A study by S&P Dow Jones Indices found that from 2006 to mid-2016, 87 percent of all actively managed U.S. equity funds underperformed the market.

In other words: not good. This is plenty of other evidence about this; see the work of Phillip Tetlock. Hence, the rise of ETFs.

One thing that this article on ETF does not address: if more business has moved to different financial instruments, what has happened to all of those stock pickers and hedge fund managers?

Trying to predict the 2017 housing market

This summary of predictions for housing in 2017 includes 17 different estimates from various groups. Here is the one I’m most interested in:

Most observers expect home sales and prices to moderate in the coming year. They say suburbs will make a comeback while the days of low mortgage rates are over.

Suburbs will make a comeback you say? Perhaps there will indeed a Donald Trump effect for suburbs. Here is one more specific suggestion that might contribute to this:

The percentage of people who drive to work will rise for the first time in a decade as homeowners move farther into the suburbs seeking affordable housing.

Cheaper gas probably doesn’t hurt either.

Looking through these 17 predictions, few explicitly apply to suburbs. Most are about two things: millennials (with some help from baby boomers) are driving the housing market and there will be a slow rise in housing values.

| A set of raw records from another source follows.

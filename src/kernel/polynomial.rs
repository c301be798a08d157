//! Polynomial Kernel Implementation
//!
//! The polynomial kernel is defined as:
//! K(x, y) = (<x, y> + bias)^exponent
//!
//! Where:
//! - bias: independent term added before exponentiation (default 0)
//! - exponent: degree of the polynomial (default 1)
//!
//! The bias is added inside the power. An earlier variant of this formula
//! added it afterwards, `<x, y>^exponent + bias`; that form is not used.

use crate::kernel::traits::{dot, Kernel};
use ndarray::ArrayView1;

/// Polynomial kernel with configurable bias and exponent
#[derive(Debug, Clone, Copy, PartialEq)]
pub struct PolynomialKernel {
    /// Independent term in the polynomial
    pub bias: f64,
    /// Degree of the polynomial, may be fractional
    pub exponent: f64,
}

impl PolynomialKernel {
    /// Creates a new polynomial kernel with the specified parameters
    ///
    /// # Examples
    /// ```
    /// use smosvm::kernel::PolynomialKernel;
    ///
    /// // Quadratic kernel: (x·y + 1)²
    /// let quad_kernel = PolynomialKernel::new(1.0, 2.0);
    /// assert_eq!(quad_kernel.exponent, 2.0);
    /// ```
    pub fn new(bias: f64, exponent: f64) -> Self {
        Self { bias, exponent }
    }

    /// Build from an ordered parameter list `[bias, exponent]`
    pub fn from_params(params: &[f64]) -> Self {
        Self::new(
            params.first().copied().unwrap_or(0.0),
            params.get(1).copied().unwrap_or(1.0),
        )
    }
}

impl Default for PolynomialKernel {
    fn default() -> Self {
        Self::new(0.0, 1.0)
    }
}

impl Kernel for PolynomialKernel {
    fn compute(&self, x: ArrayView1<f64>, y: ArrayView1<f64>) -> f64 {
        let value = (dot(x, y) + self.bias).powf(self.exponent);

        // Negative base with a fractional exponent, or overflow
        if value.is_finite() {
            value
        } else {
            0.0
        }
    }
}

#[cfg(test)]
mod tests {
    use super::*;
    use approx::assert_relative_eq;
    use ndarray::array;

    #[test]
    fn test_polynomial_kernel_quadratic() {
        let kernel = PolynomialKernel::new(1.0, 2.0);
        let x = array![1.0, 2.0];
        let y = array![3.0, 4.0];

        // (11 + 1)^2 = 144
        assert_relative_eq!(kernel.compute(x.view(), y.view()), 144.0, epsilon = 1e-10);
    }

    #[test]
    fn test_polynomial_defaults_reduce_to_dot() {
        let kernel = PolynomialKernel::from_params(&[]);
        let x = array![1.0, 2.0, 3.0];
        let y = array![1.0, 1.0, 1.0];

        assert_relative_eq!(kernel.compute(x.view(), y.view()), 6.0, epsilon = 1e-10);
    }

    #[test]
    fn test_polynomial_bias_inside_power() {
        let kernel = PolynomialKernel::from_params(&[2.0, 3.0]);
        let x = array![1.0];
        let y = array![1.0];

        // (1 + 2)^3 = 27, not 1^3 + 2 = 3
        assert_relative_eq!(kernel.compute(x.view(), y.view()), 27.0, epsilon = 1e-10);
    }

    #[test]
    fn test_polynomial_negative_base_integer_exponent() {
        let kernel = PolynomialKernel::new(0.0, 2.0);
        let x = array![-2.0];
        let y = array![1.0];
        assert_relative_eq!(kernel.compute(x.view(), y.view()), 4.0, epsilon = 1e-10);
    }

    #[test]
    fn test_polynomial_non_finite_guard() {
        let kernel = PolynomialKernel::new(0.0, 0.5);
        let x = array![-2.0];
        let y = array![1.0];
        assert_eq!(kernel.compute(x.view(), y.view()), 0.0);
    }
}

One bonus summary statement:

One prediction you can always count on: No matter what’s happening with the economy, NAR is always going to say it’s a great time to buy. Its fourth quarter Housing Opportunities and Market Experience survey found that 70 percent of people say now is a good time to buy a home. NAR also predicts the rate on a 30-year fixed mortgage will rise to 4.6 percent by the end of 2017.

Perhaps there is one prediction missing: will the homeownership rate rise after dropping in previous quarters?

And who is going to check to see if these predictions for 2017 were successful?